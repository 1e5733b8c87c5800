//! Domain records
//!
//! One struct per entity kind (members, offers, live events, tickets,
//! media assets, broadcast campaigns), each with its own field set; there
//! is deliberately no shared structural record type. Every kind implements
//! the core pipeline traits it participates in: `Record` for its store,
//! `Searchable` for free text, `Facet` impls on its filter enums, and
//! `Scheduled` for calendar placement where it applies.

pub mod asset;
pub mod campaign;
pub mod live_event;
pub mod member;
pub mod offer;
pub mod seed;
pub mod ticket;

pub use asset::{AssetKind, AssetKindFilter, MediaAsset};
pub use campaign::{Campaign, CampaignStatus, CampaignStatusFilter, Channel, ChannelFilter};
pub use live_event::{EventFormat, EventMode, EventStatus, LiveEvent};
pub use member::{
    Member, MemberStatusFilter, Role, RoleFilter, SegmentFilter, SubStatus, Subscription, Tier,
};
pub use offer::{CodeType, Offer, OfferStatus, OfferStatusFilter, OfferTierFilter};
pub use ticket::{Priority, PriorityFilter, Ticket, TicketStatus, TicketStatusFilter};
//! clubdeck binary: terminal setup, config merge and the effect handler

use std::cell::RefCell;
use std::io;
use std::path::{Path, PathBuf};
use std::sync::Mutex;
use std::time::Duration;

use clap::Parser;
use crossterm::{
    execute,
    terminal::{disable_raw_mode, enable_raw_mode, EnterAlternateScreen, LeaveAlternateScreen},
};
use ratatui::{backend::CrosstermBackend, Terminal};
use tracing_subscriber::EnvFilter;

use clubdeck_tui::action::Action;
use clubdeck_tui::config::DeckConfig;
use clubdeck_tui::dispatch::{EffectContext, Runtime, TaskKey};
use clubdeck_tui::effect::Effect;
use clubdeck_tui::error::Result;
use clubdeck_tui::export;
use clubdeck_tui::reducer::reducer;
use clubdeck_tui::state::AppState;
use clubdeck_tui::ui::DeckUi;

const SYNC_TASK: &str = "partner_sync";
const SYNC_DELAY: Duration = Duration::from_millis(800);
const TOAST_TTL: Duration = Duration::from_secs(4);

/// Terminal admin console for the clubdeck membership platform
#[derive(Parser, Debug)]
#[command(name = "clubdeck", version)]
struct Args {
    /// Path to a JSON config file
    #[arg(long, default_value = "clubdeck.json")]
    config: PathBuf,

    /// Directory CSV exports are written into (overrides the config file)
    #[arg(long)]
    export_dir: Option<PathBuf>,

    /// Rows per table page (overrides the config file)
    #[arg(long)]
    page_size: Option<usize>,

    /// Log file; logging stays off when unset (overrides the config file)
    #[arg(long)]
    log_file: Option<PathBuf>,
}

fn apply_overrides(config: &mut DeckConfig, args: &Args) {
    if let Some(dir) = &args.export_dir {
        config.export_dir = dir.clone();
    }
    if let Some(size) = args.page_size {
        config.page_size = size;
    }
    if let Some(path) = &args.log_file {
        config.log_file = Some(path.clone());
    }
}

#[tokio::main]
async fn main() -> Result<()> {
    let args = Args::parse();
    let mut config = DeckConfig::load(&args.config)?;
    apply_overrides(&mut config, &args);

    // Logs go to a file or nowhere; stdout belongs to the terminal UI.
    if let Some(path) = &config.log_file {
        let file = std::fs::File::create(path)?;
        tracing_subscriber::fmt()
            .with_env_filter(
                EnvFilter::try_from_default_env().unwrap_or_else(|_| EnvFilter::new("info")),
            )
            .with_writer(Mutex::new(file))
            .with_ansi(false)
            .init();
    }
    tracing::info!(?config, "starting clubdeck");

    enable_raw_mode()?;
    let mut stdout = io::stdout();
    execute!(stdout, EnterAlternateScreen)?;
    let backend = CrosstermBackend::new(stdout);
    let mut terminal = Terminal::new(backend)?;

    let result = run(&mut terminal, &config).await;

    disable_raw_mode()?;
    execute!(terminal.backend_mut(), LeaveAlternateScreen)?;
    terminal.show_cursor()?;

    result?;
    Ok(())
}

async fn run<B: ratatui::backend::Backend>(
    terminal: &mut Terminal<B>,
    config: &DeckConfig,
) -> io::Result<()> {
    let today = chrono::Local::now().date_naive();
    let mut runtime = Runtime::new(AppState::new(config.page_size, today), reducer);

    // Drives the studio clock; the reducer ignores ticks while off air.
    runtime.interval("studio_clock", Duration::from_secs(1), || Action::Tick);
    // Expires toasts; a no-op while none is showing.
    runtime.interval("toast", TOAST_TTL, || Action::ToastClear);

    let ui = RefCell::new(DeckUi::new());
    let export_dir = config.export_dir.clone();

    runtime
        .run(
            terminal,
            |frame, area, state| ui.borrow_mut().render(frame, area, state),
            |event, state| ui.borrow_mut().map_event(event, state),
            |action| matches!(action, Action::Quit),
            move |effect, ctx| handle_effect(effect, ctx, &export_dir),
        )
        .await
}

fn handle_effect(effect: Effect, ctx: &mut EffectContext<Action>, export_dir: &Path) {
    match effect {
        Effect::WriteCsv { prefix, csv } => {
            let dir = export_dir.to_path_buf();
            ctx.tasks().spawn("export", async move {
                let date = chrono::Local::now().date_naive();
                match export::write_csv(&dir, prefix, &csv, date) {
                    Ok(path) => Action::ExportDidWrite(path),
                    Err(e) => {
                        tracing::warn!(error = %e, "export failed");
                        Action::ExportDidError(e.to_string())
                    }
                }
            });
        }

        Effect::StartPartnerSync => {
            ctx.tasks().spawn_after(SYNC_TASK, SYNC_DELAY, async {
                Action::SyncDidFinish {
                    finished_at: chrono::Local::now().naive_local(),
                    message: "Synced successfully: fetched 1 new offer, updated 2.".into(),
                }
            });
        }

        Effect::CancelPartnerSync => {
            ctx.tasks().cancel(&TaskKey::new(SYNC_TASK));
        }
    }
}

※

*What you should do*
The required output is the full set of entries, reproduced verbatim.

*Response for this exercise*
repository 1e5733b8c87c5800
//! Domain records
//!
//! One struct per entity kind (members, offers, live events, tickets,
//! media assets, broadcast campaigns), each with its own field set; there
//! is deliberately no shared structural record type. Every kind implements
//! the core pipeline traits it participates in: `Record` for its store,
//! `Searchable` for free text, `Facet` impls on its filter enums, and
//! `Scheduled` for calendar placement where it applies.

pub mod asset;
pub mod campaign;
pub mod live_event;
pub mod member;
pub mod offer;
pub mod seed;
pub mod ticket;

pub use asset::{AssetKind, AssetKindFilter, MediaAsset};
pub use campaign::{Campaign, CampaignStatus, CampaignStatusFilter, Channel, ChannelFilter};
pub use live_event::{EventFormat, EventMode, EventStatus, LiveEvent};
pub use member::{
    Member, MemberStatusFilter, Role, RoleFilter, SegmentFilter, SubStatus, Subscription, Tier,
};
pub use offer::{CodeType, Offer, OfferStatus, OfferStatusFilter, OfferTierFilter};
pub use ticket::{Priority, PriorityFilter, Ticket, TicketStatus, TicketStatusFilter};
//! clubdeck binary: terminal setup, config merge and the effect handler

use std::cell::RefCell;
use std::io;
use std::path::{Path, PathBuf};
use std::sync::Mutex;
use std::time::Duration;

use clap::Parser;
use crossterm::{
    execute,
    terminal::{disable_raw_mode, enable_raw_mode, EnterAlternateScreen, LeaveAlternateScreen},
};
use ratatui::{backend::CrosstermBackend, Terminal};
use tracing_subscriber::EnvFilter;

use clubdeck_tui::action::Action;
use clubdeck_tui::config::DeckConfig;
use clubdeck_tui::dispatch::{EffectContext, Runtime, TaskKey};
use clubdeck_tui::effect::Effect;
use clubdeck_tui::error::Result;
use clubdeck_tui::export;
use clubdeck_tui::reducer::reducer;
use clubdeck_tui::state::AppState;
use clubdeck_tui::ui::DeckUi;

const SYNC_TASK: &str = "partner_sync";
const SYNC_DELAY: Duration = Duration::from_millis(800);
const TOAST_TTL: Duration = Duration::from_secs(4);

/// Terminal admin console for the clubdeck membership platform
#[derive(Parser, Debug)]
#[command(name = "clubdeck", version)]
struct Args {
    /// Path to a JSON config file
    #[arg(long, default_value = "clubdeck.json")]
    config: PathBuf,

    /// Directory CSV exports are written into (overrides the config file)
    #[arg(long)]
    export_dir: Option<PathBuf>,

    /// Rows per table page (overrides the config file)
    #[arg(long)]
    page_size: Option<usize>,

    /// Log file; logging stays off when unset (overrides the config file)
    #[arg(long)]
    log_file: Option<PathBuf>,
}

fn apply_overrides(config: &mut DeckConfig, args: &Args) {
    if let Some(dir) = &args.export_dir {
        config.export_dir = dir.clone();
    }
    if let Some(size) = args.page_size {
        config.page_size = size;
    }
    if let Some(path) = &args.log_file {
        config.log_file = Some(path.clone());
    }
}

#[tokio::main]
async fn main() -> Result<()> {
    let args = Args::parse();
    let mut config = DeckConfig::load(&args.config)?;
    apply_overrides(&mut config, &args);

    // Logs go to a file or nowhere; stdout belongs to the terminal UI.
    if let Some(path) = &config.log_file {
        let file = std::fs::File::create(path)?;
        tracing_subscriber::fmt()
            .with_env_filter(
                EnvFilter::try_from_default_env().unwrap_or_else(|_| EnvFilter::new("info")),
            )
            .with_writer(Mutex::new(file))
            .with_ansi(false)
            .init();
    }
    tracing::info!(?config, "starting clubdeck");

    enable_raw_mode()?;
    let mut stdout = io::stdout();
    execute!(stdout, EnterAlternateScreen)?;
    let backend = CrosstermBackend::new(stdout);
    let mut terminal = Terminal::new(backend)?;

    let result = run(&mut terminal, &config).await;

    disable_raw_mode()?;
    execute!(terminal.backend_mut(), LeaveAlternateScreen)?;
    terminal.show_cursor()?;

    result?;
    Ok(())
}

async fn run<B: ratatui::backend::Backend>(
    terminal: &mut Terminal<B>,
    config: &DeckConfig,
) -> io::Result<()> {
    let today = chrono::Local::now().date_naive();
    let mut runtime = Runtime::new(AppState::new(config.page_size, today), reducer);

    // Drives the studio clock; the reducer ignores ticks while off air.
    runtime.interval("studio_clock", Duration::from_secs(1), || Action::Tick);
    // Expires toasts; a no-op while none is showing.
    runtime.interval("toast", TOAST_TTL, || Action::ToastClear);

    let ui = RefCell::new(DeckUi::new());
    let export_dir = config.export_dir.clone();

    runtime
        .run(
            terminal,
            |frame, area, state| ui.borrow_mut().render(frame, area, state),
            |event, state| ui.borrow_mut().map_event(event, state),
            |action| matches!(action, Action::Quit),
            move |effect, ctx| handle_effect(effect, ctx, &export_dir),
        )
        .await
}

fn handle_effect(effect: Effect, ctx: &mut EffectContext<Action>, export_dir: &Path) {
    match effect {
        Effect::WriteCsv { prefix, csv } => {
            let dir = export_dir.to_path_buf();
            ctx.tasks().spawn("export", async move {
                let date = chrono::Local::now().date_naive();
                match export::write_csv(&dir, prefix, &csv, date) {
                    Ok(path) => Action::ExportDidWrite(path),
                    Err(e) => {
                        tracing::warn!(error = %e, "export failed");
                        Action::ExportDidError(e.to_string())
                    }
                }
            });
        }

        Effect::StartPartnerSync => {
            ctx.tasks().spawn_after(SYNC_TASK, SYNC_DELAY, async {
                Action::SyncDidFinish {
                    finished_at: chrono::Local::now().naive_local(),
                    message: "Synced successfully: fetched 1 new offer, updated 2.".into(),
                }
            });
        }

        Effect::CancelPartnerSync => {
            ctx.tasks().cancel(&TaskKey::new(SYNC_TASK));
        }
    }
}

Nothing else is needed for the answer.